Brief:
Filter these entries down to lines holding "http".

Input data:
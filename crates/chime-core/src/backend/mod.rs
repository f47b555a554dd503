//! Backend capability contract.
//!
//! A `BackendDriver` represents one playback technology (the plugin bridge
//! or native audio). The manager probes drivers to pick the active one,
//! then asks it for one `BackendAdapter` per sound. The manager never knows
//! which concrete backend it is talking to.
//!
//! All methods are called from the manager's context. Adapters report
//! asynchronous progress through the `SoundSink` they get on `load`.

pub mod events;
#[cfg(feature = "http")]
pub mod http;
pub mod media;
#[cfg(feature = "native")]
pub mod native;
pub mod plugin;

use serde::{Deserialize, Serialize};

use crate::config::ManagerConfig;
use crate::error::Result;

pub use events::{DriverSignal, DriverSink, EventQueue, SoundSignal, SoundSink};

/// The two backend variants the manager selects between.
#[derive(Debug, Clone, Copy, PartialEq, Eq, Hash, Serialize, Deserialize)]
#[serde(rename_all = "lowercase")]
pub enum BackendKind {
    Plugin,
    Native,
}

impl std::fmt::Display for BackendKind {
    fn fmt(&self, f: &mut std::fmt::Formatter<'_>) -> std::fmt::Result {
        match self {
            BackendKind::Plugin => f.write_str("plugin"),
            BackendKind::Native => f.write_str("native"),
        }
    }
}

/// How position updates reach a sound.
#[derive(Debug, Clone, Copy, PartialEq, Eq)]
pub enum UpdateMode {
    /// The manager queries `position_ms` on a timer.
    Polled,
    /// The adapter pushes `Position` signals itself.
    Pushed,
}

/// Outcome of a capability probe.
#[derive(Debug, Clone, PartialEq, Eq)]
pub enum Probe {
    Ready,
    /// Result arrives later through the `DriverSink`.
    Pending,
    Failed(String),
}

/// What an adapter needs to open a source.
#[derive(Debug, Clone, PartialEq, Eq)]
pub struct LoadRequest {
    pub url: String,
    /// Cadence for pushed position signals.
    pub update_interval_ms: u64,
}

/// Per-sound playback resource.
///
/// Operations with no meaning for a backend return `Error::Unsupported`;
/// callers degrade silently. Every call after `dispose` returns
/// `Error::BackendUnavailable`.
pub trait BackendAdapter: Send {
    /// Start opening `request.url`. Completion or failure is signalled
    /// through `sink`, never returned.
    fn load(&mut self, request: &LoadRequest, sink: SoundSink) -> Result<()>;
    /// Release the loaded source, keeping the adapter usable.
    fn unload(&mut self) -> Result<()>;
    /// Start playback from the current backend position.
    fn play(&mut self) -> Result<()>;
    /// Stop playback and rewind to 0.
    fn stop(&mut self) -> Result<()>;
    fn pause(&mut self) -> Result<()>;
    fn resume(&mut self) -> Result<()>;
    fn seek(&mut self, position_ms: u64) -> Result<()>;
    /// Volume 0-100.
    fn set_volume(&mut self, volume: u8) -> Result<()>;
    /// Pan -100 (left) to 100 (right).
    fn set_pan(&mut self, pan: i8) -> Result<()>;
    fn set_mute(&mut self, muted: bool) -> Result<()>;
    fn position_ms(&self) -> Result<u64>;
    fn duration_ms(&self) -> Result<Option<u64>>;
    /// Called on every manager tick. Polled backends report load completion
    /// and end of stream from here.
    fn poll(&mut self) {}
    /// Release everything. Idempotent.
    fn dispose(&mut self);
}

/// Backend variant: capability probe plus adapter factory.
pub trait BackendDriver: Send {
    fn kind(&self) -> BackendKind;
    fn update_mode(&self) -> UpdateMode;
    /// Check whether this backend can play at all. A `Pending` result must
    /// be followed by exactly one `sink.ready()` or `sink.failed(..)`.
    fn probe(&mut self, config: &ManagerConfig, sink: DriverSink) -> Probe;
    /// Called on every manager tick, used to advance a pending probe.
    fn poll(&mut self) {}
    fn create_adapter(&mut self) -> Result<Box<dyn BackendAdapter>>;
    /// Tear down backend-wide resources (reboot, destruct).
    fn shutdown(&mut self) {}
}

---

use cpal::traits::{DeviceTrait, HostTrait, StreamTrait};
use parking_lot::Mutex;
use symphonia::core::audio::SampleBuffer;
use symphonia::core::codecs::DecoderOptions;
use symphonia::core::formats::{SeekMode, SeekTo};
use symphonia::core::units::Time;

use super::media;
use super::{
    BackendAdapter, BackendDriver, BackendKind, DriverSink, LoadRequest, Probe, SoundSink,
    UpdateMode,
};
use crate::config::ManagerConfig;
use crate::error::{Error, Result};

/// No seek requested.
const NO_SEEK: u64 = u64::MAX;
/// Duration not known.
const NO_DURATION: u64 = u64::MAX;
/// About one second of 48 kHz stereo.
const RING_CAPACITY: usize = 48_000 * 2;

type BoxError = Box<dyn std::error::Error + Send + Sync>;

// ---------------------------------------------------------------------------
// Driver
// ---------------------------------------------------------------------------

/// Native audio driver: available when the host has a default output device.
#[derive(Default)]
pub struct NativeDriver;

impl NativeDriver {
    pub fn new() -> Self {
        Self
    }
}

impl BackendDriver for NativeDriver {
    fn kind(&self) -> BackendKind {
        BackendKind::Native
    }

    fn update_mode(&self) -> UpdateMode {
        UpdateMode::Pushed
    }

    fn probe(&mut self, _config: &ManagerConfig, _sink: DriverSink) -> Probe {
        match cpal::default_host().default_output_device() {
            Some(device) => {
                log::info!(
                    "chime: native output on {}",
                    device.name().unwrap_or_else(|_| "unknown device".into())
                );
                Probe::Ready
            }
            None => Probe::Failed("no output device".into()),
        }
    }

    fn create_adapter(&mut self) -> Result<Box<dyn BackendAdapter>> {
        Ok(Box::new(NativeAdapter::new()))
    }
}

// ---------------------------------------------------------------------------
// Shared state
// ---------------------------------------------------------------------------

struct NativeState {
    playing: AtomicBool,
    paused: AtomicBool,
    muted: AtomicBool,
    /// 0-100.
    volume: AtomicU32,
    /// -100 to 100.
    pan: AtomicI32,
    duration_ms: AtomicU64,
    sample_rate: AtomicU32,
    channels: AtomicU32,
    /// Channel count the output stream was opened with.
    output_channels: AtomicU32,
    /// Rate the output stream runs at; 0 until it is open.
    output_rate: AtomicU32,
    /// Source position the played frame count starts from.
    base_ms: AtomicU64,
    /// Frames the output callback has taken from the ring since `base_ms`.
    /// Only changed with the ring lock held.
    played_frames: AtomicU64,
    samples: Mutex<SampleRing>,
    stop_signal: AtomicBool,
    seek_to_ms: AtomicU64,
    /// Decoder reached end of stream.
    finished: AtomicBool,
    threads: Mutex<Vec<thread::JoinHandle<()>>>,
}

...

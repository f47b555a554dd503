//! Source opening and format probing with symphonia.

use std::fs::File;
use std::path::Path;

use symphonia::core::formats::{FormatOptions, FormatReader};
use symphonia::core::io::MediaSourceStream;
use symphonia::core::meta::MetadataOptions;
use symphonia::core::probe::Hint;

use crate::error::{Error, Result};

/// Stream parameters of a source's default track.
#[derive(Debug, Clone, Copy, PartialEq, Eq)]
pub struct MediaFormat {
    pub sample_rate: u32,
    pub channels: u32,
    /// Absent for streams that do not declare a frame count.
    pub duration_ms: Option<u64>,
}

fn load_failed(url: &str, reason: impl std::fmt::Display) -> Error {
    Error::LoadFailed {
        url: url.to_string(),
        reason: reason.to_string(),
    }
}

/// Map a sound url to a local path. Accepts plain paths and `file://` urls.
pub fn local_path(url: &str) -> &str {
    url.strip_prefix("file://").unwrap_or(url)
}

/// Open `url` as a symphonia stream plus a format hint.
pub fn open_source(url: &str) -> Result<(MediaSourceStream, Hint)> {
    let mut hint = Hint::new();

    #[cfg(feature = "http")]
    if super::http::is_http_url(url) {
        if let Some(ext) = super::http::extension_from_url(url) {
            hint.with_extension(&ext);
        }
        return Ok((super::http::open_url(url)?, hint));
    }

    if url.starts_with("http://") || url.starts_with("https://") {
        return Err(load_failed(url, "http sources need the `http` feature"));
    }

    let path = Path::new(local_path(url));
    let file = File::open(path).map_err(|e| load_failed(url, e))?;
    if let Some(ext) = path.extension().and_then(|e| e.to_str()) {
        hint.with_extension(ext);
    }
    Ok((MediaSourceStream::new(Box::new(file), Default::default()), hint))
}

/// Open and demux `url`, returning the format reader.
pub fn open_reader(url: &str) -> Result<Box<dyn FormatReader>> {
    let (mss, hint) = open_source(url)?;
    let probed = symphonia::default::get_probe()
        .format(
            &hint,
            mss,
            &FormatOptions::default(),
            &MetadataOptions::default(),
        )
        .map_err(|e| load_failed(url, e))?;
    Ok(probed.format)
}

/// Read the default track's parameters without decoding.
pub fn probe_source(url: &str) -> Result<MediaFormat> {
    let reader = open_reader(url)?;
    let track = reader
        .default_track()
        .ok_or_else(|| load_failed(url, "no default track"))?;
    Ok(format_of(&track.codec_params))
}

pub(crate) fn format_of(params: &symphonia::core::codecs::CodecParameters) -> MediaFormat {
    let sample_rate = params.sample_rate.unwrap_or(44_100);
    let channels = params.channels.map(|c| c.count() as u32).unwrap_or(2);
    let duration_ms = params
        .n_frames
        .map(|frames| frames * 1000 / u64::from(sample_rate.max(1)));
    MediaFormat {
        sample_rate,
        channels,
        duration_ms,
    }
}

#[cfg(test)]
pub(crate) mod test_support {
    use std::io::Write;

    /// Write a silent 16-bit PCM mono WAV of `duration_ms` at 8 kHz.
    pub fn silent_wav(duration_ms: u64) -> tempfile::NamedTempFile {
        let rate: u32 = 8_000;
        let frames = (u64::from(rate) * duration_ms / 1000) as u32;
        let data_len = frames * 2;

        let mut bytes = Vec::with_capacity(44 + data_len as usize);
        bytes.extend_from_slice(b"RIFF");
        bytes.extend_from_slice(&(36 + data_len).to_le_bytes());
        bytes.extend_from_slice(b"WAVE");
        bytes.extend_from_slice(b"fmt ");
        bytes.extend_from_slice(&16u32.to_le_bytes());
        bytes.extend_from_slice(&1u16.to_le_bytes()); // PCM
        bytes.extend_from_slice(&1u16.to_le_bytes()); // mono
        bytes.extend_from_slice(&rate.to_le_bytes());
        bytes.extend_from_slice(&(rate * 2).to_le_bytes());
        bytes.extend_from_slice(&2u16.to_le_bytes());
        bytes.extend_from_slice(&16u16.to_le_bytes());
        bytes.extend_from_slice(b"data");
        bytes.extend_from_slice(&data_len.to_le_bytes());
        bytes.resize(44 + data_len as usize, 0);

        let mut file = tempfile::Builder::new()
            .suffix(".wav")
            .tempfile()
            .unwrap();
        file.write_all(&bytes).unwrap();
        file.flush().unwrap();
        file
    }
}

Answer:
#[cfg(feature = "http")]
pub mod http;
    #[cfg(feature = "http")]
    if super::http::is_http_url(url) {
        if let Some(ext) = super::http::extension_from_url(url) {
        return Ok((super::http::open_url(url)?, hint));
    if url.starts_with("http://") || url.starts_with("https://") {
        return Err(load_failed(url, "http sources need the `http` feature"));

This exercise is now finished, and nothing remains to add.